Much less genetic engineering has been devoted to Culex genus mosquitoes, which spread devastating afflictions stemming from West Nile virus—the leading cause of mosquito-borne disease in the continental United States—as well as other viruses such as the Japanese encephalitis virus (JEV) and the pathogen causing avian malaria, a threat to Hawaiian birds.

University of California San Diego scientists have now developed several genetic editing tools that help pave the way to an eventual gene drive designed to stop Culex mosquitoes from spreading disease. Gene drives are designed to spread modified genes, in this case those that disable the ability to transmit pathogens, throughout the targeted wild population.

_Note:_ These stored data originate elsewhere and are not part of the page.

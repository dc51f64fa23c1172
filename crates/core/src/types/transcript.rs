use serde::Serialize;

use super::Message;
use crate::traits::SurfaceView;

// =============================================================================
// In-Memory Surface View
// =============================================================================

/// Which widget element holds keyboard focus.
#[derive(Debug, Clone, Copy, PartialEq, Eq, Default, Serialize)]
#[serde(rename_all = "lowercase")]
pub enum Focus {
    #[default]
    None,
    Input,
    Launcher,
}

/// Headless view that keeps the conversation log in memory.
///
/// Used for server-side sessions, where the client renders the messages.
#[derive(Debug, Clone, Default, Serialize)]
pub struct Transcript {
    messages: Vec<Message>,
    panel_visible: bool,
    focus: Focus,
    /// Index of the newest entry the view has been scrolled to.
    scrolled_to: Option<usize>,
}

impl Transcript {
    pub fn new() -> Self {
        Self::default()
    }

    pub fn messages(&self) -> &[Message] {
        &self.messages
    }

    /// Messages appended at or after `start`.
    pub fn messages_since(&self, start: usize) -> &[Message] {
        self.messages.get(start..).unwrap_or(&[])
    }

    pub fn panel_visible(&self) -> bool {
        self.panel_visible
    }

    pub fn focus(&self) -> Focus {
        self.focus
    }

    pub fn scrolled_to(&self) -> Option<usize> {
        self.scrolled_to
    }
}

impl SurfaceView for Transcript {
    fn append_message(&mut self, message: Message) {
        self.messages.push(message);
    }

    fn message_count(&self) -> usize {
        self.messages.len()
    }

    fn scroll_to_latest(&mut self) {
        self.scrolled_to = self.messages.len().checked_sub(1);
    }

    fn set_panel_visible(&mut self, visible: bool) {
        self.panel_visible = visible;
    }

    fn focus_input(&mut self) {
        self.focus = Focus::Input;
    }

    fn focus_launcher(&mut self) {
        self.focus = Focus::Launcher;
    }
}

Larvae of the vasa-Cas9 Culex quinquefasciatus mosquito line, which was generated as part of a new genetic toolkit designed to help stop mosquito disease transmission. Credit: Gantz Lab, UC San Diego

As detailed in the journal Nature Communications, Xuechun Feng, Valentino Gantz and their colleagues at Harvard Medical School and National Emerging Infectious Diseases Laboratories developed a Cas9/guide-RNA expression “toolkit” designed for Culex mosquitoes. Since such little attention in genetic engineering has been devoted to Culex mosquitoes, the researchers were required to develop their toolkit from scratch, starting with a careful examination of the Culex genome.

“My coauthors and I believe that our work will be impactful for scientists working on the biology of the Culex disease vector since new genetic tools are deeply needed in this field,” said Gantz, an assistant research scientist in the Division of Biological Sciences at UC San Diego. “We also believe the scientific community beyond the gene drive field will welcome these findings since they could be of broad interest.”

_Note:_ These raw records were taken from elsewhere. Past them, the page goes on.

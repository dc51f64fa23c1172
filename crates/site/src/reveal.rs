//! Scroll-triggered reveal animation scheduling.

/// Intersection ratio at which an element counts as visible.
pub const DEFAULT_THRESHOLD: f64 = 0.12;
/// Shrinks the viewport bottom so elements reveal slightly after entering.
pub const ROOT_MARGIN: &str = "0px 0px -8% 0px";

/// Capabilities and preferences of the rendering environment.
#[derive(Debug, Clone, Copy, Default)]
pub struct RevealEnvironment {
    pub prefers_reduced_motion: bool,
    pub observer_supported: bool,
}

/// How reveal elements should be handled on page load.
#[derive(Debug, Clone, PartialEq)]
pub enum RevealPlan {
    /// Mark the document as reduced-motion and animate nothing.
    ReducedMotion,
    /// No reveal elements on the page.
    Nothing,
    /// No observer available: show every element now.
    RevealAll,
    Observe {
        threshold: f64,
        root_margin: &'static str,
    },
}

impl RevealPlan {
    pub fn choose(env: RevealEnvironment, element_count: usize, threshold: f64) -> Self {
        if env.prefers_reduced_motion {
            RevealPlan::ReducedMotion
        } else if element_count == 0 {
            RevealPlan::Nothing
        } else if !env.observer_supported {
            RevealPlan::RevealAll
        } else {
            RevealPlan::Observe {
                threshold,
                root_margin: ROOT_MARGIN,
            }
        }
    }
}

/// Tracks which observed elements have been revealed. Revealing is one-shot:
/// a revealed element is unobserved and never hidden again.
#[derive(Debug, Clone)]
pub struct RevealTracker {
    visible: Vec<bool>,
}

impl RevealTracker {
    pub fn new(element_count: usize) -> Self {
        Self {
            visible: vec![false; element_count],
        }
    }

    /// Observer callback. Returns true when the element was revealed now.
    pub fn on_intersection(&mut self, index: usize, is_intersecting: bool) -> bool {
        match self.visible.get_mut(index) {
            Some(visible) if is_intersecting && !*visible => {
                *visible = true;
                true
            }
            _ => false,
        }
    }

    pub fn reveal_all(&mut self) {
        self.visible.iter_mut().for_each(|v| *v = true);
    }

    pub fn is_visible(&self, index: usize) -> bool {
        self.visible.get(index).copied().unwrap_or(false)
    }

    /// Elements still waiting for their first intersection.
    pub fn observed_count(&self) -> usize {
        self.visible.iter().filter(|v| !**v).count()
    }
}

While Culex mosquitoes are less problematic in the United States, they are much more of a health risk in Africa and Asia, where they transmit the worm causing filariasis, a disease that can lead to a chronic debilitating condition known as elephantiasis.

Transgenic Mosquitoes

Larvae of the vasa-Cas9 Culex quinquefasciatus mosquito line, which was generated as part of a new genetic toolkit designed to help stop mosquito disease transmission. The image shows the glowing fluorescent protein used to track transgenic elements. Credit: Gantz Lab, UC San Diego

The researchers also demonstrated that their tools could work in other insects.

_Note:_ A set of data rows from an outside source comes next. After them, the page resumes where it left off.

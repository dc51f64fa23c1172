#![deny(unused)]
//! Core types, traits, and error definitions for the clinic assistant.
//!
//! This crate holds the intent catalog data model, the rendered message
//! types exchanged with a conversation surface, and the configuration
//! shared by every layer.

pub mod config;
pub mod error;
pub mod mocks;
pub mod traits;
pub mod types;

pub use error::{Error, Result};
pub use traits::*;
pub use types::*;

“These modified gRNAs can increase gene drive performance in the fruit fly and could potentially offer better alternatives for future gene drive and gene-editing products in other species,” said Gantz.

Gantz and his colleagues have now tested their new tools to ensure proper genetic expression of the CRISPR components and are now poised to apply them to a gene drive in Culex mosquitoes. Such a gene drive construct could be used to halt pathogen transmission by Culex mosquitoes, or alternatively employed to suppress the mosquito population to prevent biting.

Reference: “Optimized CRISPR tools and site-directed transgenesis towards gene drive development in Culex quinquefasciatus mosquitoes” by Xuechun Feng, Víctor López Del Amo, Enzo Mameli, Megan Lee, Alena L. Bishop, Norbert Perrimon and Valentino M. Gantz, 20 May 2021 Nature Communications.
DOI: 10.1038/s41467-021-23239-0

Co-authors of the paper include: Xuechun Feng, Víctor López Del Amo, Enzo Mameli, Megan Lee, Alena Bishop, Norbert Perrimon and Valentino Gantz.

Funding for the research was provided by UC San Diego’s Division of Biological Sciences, the Office of the Director of the National Institutes of Health (DP5OD023098), a gift from the Tata Trusts of India to TIGS-UC San Diego and a National Institutes of Health–National Institute of General Medical Sciences grant (P41GM132087).

Note: Gantz has equity interest in two companies he co-founded: Synbal Inc. and Agragene, Inc., which may potentially benefit from the research results. He serves on the board of directors and scientific advisory board for both companies.